Data collected from social media and search history can provide a rare perspective on public reaction to government policies. This data could be influential in decision-making when it’s fully incorporated into public health and policymaking infrastructure.
Online data from social media posts and search engine history is one of the newest pieces of the information mosaic that public health officials and policymakers should rely upon. Dr. Mark Dredze, the John C. Malone Associate Professor of Computer Science, researches how best to define the practices and pitfalls of online data collection to help improve its incorporation into existing decision-making mechanisms. He has led teams investigating many social media aspects of the COVID-19 pandemic including public reaction to policy, the spread of misinformation, and vaccine hesitancy. While the data is compelling, there needs to be significant change made to our public health data infrastructure to make it actionable.
We’ve built infrastructure over many years that allows us to collect and manage terabytes of data across a variety of applications. We build data collectors that are fully automated and require a robust support infrastructure. How we collect the actual data depends on the platform and its policies. Platforms like Reddit and Twitter are very open whereas Facebook has placed many limitations on the data it makes available. The scale of the research also plays a role. The type of research I’m involved in often encompasses millions of posts, which requires a sophisticated computational approach.
Online data allows us to quantify things that previously were unquantifiable, namely public reaction to information. We have not had the tools to develop a good understanding of the beliefs of a population, how different populations react to information, and what kind of actions people are taking outside of the healthcare setting to address their health. The use of online data has changed what we know, especially because it gives us information in such a timely manner. That's been particularly important during the COVID-19 pandemic. Online data has allowed us to get a nuanced understanding of the differences in the way people pursue information and believe information.
During the pandemic we had a number of circumstances where prominent individuals promoted specific therapies for which there was no clinical evidence. Historically this didn't happen to the same extent due to advances in communications platforms, but we also didn't have any way to quantify how the population reacted to the information. We now have that ability. When a celebrity says they took a drug that cured their COVID-19 infection and everyone should take it too, we can measure the change in interest in the population for that drug and how many people are looking to purchase it. That's been a significant change in what we can do.

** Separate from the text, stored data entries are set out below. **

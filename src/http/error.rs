//! HTTP error handling and response types.

use crate::db::repository::RepositoryError;
use axum::{
    http::StatusCode,
    response::{IntoResponse, Response},
    Json,
};
use serde::{Deserialize, Serialize};

/// API error response body.
#[derive(Debug, Clone, Serialize, Deserialize)]
pub struct ApiError {
    /// Error code for programmatic handling
    pub code: String,
    /// Human-readable error message
    pub message: String,
    /// Optional additional details
    #[serde(skip_serializing_if = "Option::is_none")]
    pub details: Option<String>,
}

impl ApiError {
    pub fn new(code: impl Into<String>, message: impl Into<String>) -> Self {
        Self {
            code: code.into(),
            message: message.into(),
            details: None,
        }
    }

    pub fn with_details(mut self, details: impl Into<String>) -> Self {
        self.details = Some(details.into());
        self
    }
}

/// Application error type for HTTP handlers.
#[derive(Debug)]
pub enum AppError {
    /// Resource not found
    NotFound(String),
    /// Invalid request (validation error)
    BadRequest(String),
    /// Internal server error
    Internal(String),
    /// Repository error
    Repository(RepositoryError),
}

impl IntoResponse for AppError {
    fn into_response(self) -> Response {
        let (status, error) = match self {
            AppError::NotFound(msg) => (StatusCode::NOT_FOUND, ApiError::new("NOT_FOUND", msg)),
            AppError::BadRequest(msg) => {
                (StatusCode::BAD_REQUEST, ApiError::new("BAD_REQUEST", msg))
            }
            AppError::Internal(msg) => (
                StatusCode::INTERNAL_SERVER_ERROR,
                ApiError::new("INTERNAL_ERROR", msg),
            ),
            AppError::Repository(e) => {
                if e.is_not_found() {
                    (
                        StatusCode::NOT_FOUND,
                        ApiError::new("NOT_FOUND", e.to_string()),
                    )
                } else {
                    (
                        StatusCode::INTERNAL_SERVER_ERROR,
                        ApiError::new("REPOSITORY_ERROR", e.to_string()),
                    )
                }
            }
        };

        (status, Json(error)).into_response()
    }
}

impl From<RepositoryError> for AppError {
    fn from(err: RepositoryError) -> Self {
        AppError::Repository(err)
    }
}

impl From<anyhow::Error> for AppError {
    fn from(err: anyhow::Error) -> Self {
        AppError::Internal(err.to_string())
    }
}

Online data should be viewed as complementary to traditional methods, not more or less accurate, better or worse. We should be careful not to give priority to certain methods because they have been around longer. Just because we understand something better doesn't mean it is better. This is often the argument concerning telephone surveys. We understand so much more about how they work. Okay, but that doesn't mean that they're actually better. It just means we understand more about the failure cases. We need to develop a better understanding about the failure cases for online data. That's part of the goal of my research, to develop the science around online data so we can have the level of confidence that we have with more traditional methods like telephone surveys.

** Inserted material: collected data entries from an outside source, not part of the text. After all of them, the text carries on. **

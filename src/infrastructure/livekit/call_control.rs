//! `CallControl` backed by the LiveKit room and SIP services

use super::{api_host, map_service_error};
use crate::config::LiveKitConfig;
use crate::domain::call_control::{
    CallControl, CallControlError, OutboundDial, Participant, SipParticipant,
};
use async_trait::async_trait;
use livekit_api::services::room::RoomClient;
use livekit_api::services::sip::{
    CreateSIPParticipantOptions, SIPClient, TransferSIPParticipantOptions,
};
use livekit_protocol::ParticipantInfo;
use std::time::Duration;
use tokio::time::Instant;
use tracing::{debug, info};

const PARTICIPANT_POLL_INTERVAL: Duration = Duration::from_millis(250);

/// How long an outbound leg may ring before the dial gives up
pub const DEFAULT_ANSWER_TIMEOUT: Duration = Duration::from_secs(60);

/// Participant attribute LiveKit keeps the SIP call state in
const SIP_CALL_STATUS: &str = "sip.callStatus";

/// Read access to who is in a room
#[cfg_attr(test, mockall::automock)]
#[async_trait]
pub trait ParticipantDirectory: Send + Sync {
    async fn list_participants(&self, room_name: &str)
        -> Result<Vec<Participant>, CallControlError>;
}

#[async_trait]
impl ParticipantDirectory for RoomClient {
    async fn list_participants(
        &self,
        room_name: &str,
    ) -> Result<Vec<Participant>, CallControlError> {
        let participants = RoomClient::list_participants(self, room_name)
            .await
            .map_err(map_service_error)?;
        Ok(participants.into_iter().map(to_participant).collect())
    }
}

fn to_participant(info: ParticipantInfo) -> Participant {
    Participant {
        sid: info.sid,
        identity: info.identity,
        name: info.name,
        attributes: info.attributes,
    }
}

/// A SIP leg counts as answered once its call status is `active`.
/// Participants without a call status are not SIP legs and count as answered.
pub fn is_answered(participant: &Participant) -> bool {
    participant
        .attributes
        .get(SIP_CALL_STATUS)
        .map_or(true, |status| status == "active")
}

/// Poll the room until `identity` is present and `ready`, or the timeout elapses
pub async fn poll_for_participant<D, F>(
    directory: &D,
    room_name: &str,
    identity: &str,
    timeout: Duration,
    ready: F,
) -> Result<Participant, CallControlError>
where
    D: ParticipantDirectory + ?Sized,
    F: Fn(&Participant) -> bool,
{
    let deadline = Instant::now() + timeout;
    loop {
        let participants = directory.list_participants(room_name).await?;
        if let Some(participant) = participants
            .into_iter()
            .find(|p| p.identity == identity && ready(p))
        {
            return Ok(participant);
        }

        if Instant::now() + PARTICIPANT_POLL_INTERVAL > deadline {
            return Err(CallControlError::Timeout(format!(
                "participant {} did not join room {} within {:?}",
                identity, room_name, timeout
            )));
        }
        debug!(room = %room_name, %identity, "participant not in room yet");
        tokio::time::sleep(PARTICIPANT_POLL_INTERVAL).await;
    }
}

pub struct LiveKitCallControl {
    rooms: RoomClient,
    sip: SIPClient,
    answer_timeout: Duration,
}

impl LiveKitCallControl {
    pub fn new(config: &LiveKitConfig) -> Self {
        let host = api_host(&config.url);
        Self {
            rooms: RoomClient::with_api_key(&host, &config.api_key, &config.api_secret),
            sip: SIPClient::with_api_key(&host, &config.api_key, &config.api_secret),
            answer_timeout: DEFAULT_ANSWER_TIMEOUT,
        }
    }

    pub fn with_answer_timeout(mut self, answer_timeout: Duration) -> Self {
        self.answer_timeout = answer_timeout;
        self
    }
}

#[async_trait]
impl CallControl for LiveKitCallControl {
    async fn create_sip_participant(
        &self,
        dial: &OutboundDial,
    ) -> Result<SipParticipant, CallControlError> {
        if dial.sip_trunk_id.is_empty() {
            return Err(CallControlError::Config(
                "outbound SIP trunk id is not configured".to_string(),
            ));
        }
        info!(
            room = %dial.room_name,
            trunk = %dial.sip_trunk_id,
            "dialing {}",
            dial.sip_call_to
        );

        let options = CreateSIPParticipantOptions {
            participant_identity: dial.participant_identity.clone(),
            sip_number: Some(dial.sip_number.clone()).filter(|n| !n.is_empty()),
            ..Default::default()
        };
        let info = self
            .sip
            .create_sip_participant(
                dial.sip_trunk_id.clone(),
                dial.sip_call_to.clone(),
                dial.room_name.clone(),
                options,
                None,
            )
            .await
            .map_err(map_service_error)?;

        if dial.wait_until_answered {
            poll_for_participant(
                &self.rooms,
                &dial.room_name,
                &dial.participant_identity,
                self.answer_timeout,
                is_answered,
            )
            .await?;
        }

        Ok(SipParticipant {
            participant_id: info.participant_id,
            participant_identity: info.participant_identity,
            room_name: info.room_name,
            sip_call_id: info.sip_call_id,
        })
    }

    async fn transfer_sip_participant(
        &self,
        room_name: &str,
        participant_identity: &str,
        transfer_to: &str,
    ) -> Result<(), CallControlError> {
        self.sip
            .transfer_sip_participant(
                room_name.to_string(),
                participant_identity.to_string(),
                transfer_to.to_string(),
                TransferSIPParticipantOptions::default(),
            )
            .await
            .map_err(map_service_error)
    }

    async fn delete_room(&self, room_name: &str) -> Result<(), CallControlError> {
        self.rooms
            .delete_room(room_name)
            .await
            .map_err(map_service_error)
    }

    async fn wait_for_participant(
        &self,
        room_name: &str,
        identity: &str,
        timeout: Duration,
    ) -> Result<Participant, CallControlError> {
        poll_for_participant(&self.rooms, room_name, identity, timeout, |_| true).await
    }
}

One of the biggest challenges is integrating these types of information with our existing systems. Oftentimes, there's an existing system or process in place for decision-making. That process may not include the ability to understand or factor in online data. We're still trying to figure that out. During the pandemic, public health agencies were trying to make decisions based mostly on case counts, vaccine uptake, etc., but they had a lot of online information coming in like people’s reactions to policies on social media. We don’t fully understand how to integrate that kind of information into the decision-making process.
A couple weeks ago the CDC changed the guidelines for quarantine after exposure. There was a huge backlash. That policy change certainly considered scientific data, but another key aspect of policy is the reaction of the audience. What is the actual effect that change in policy is going to have? Are people going to be receptive to it? Are people going to continue to trust the decision-makers? Are people going to discount that recommendation? That's something that historically has been very hard to measure, so it isn't factored into decisions in terms of hard data. Now we have a lot more information about that, but we don’t know how to make use of it.
COVID-19 has revealed the problem of misinformation to many people. A lot of us knew that this was going on, but COVID-19 has highlighted the extent to which health misinformation is an issue. These problems are latent and affecting all areas of health. This is a very complex problem because what it comes down to fundamentally is how humans process information as social creatures that rely on each other to learn and make decisions. The pandemic has taught us that we need work at the intersection of multiple disciplines: psychology, journalism, public health, computer science, and more. That's how we're going to have any chance at stemming this tide of misinformation. This is not a problem that we can tackle from just one angle.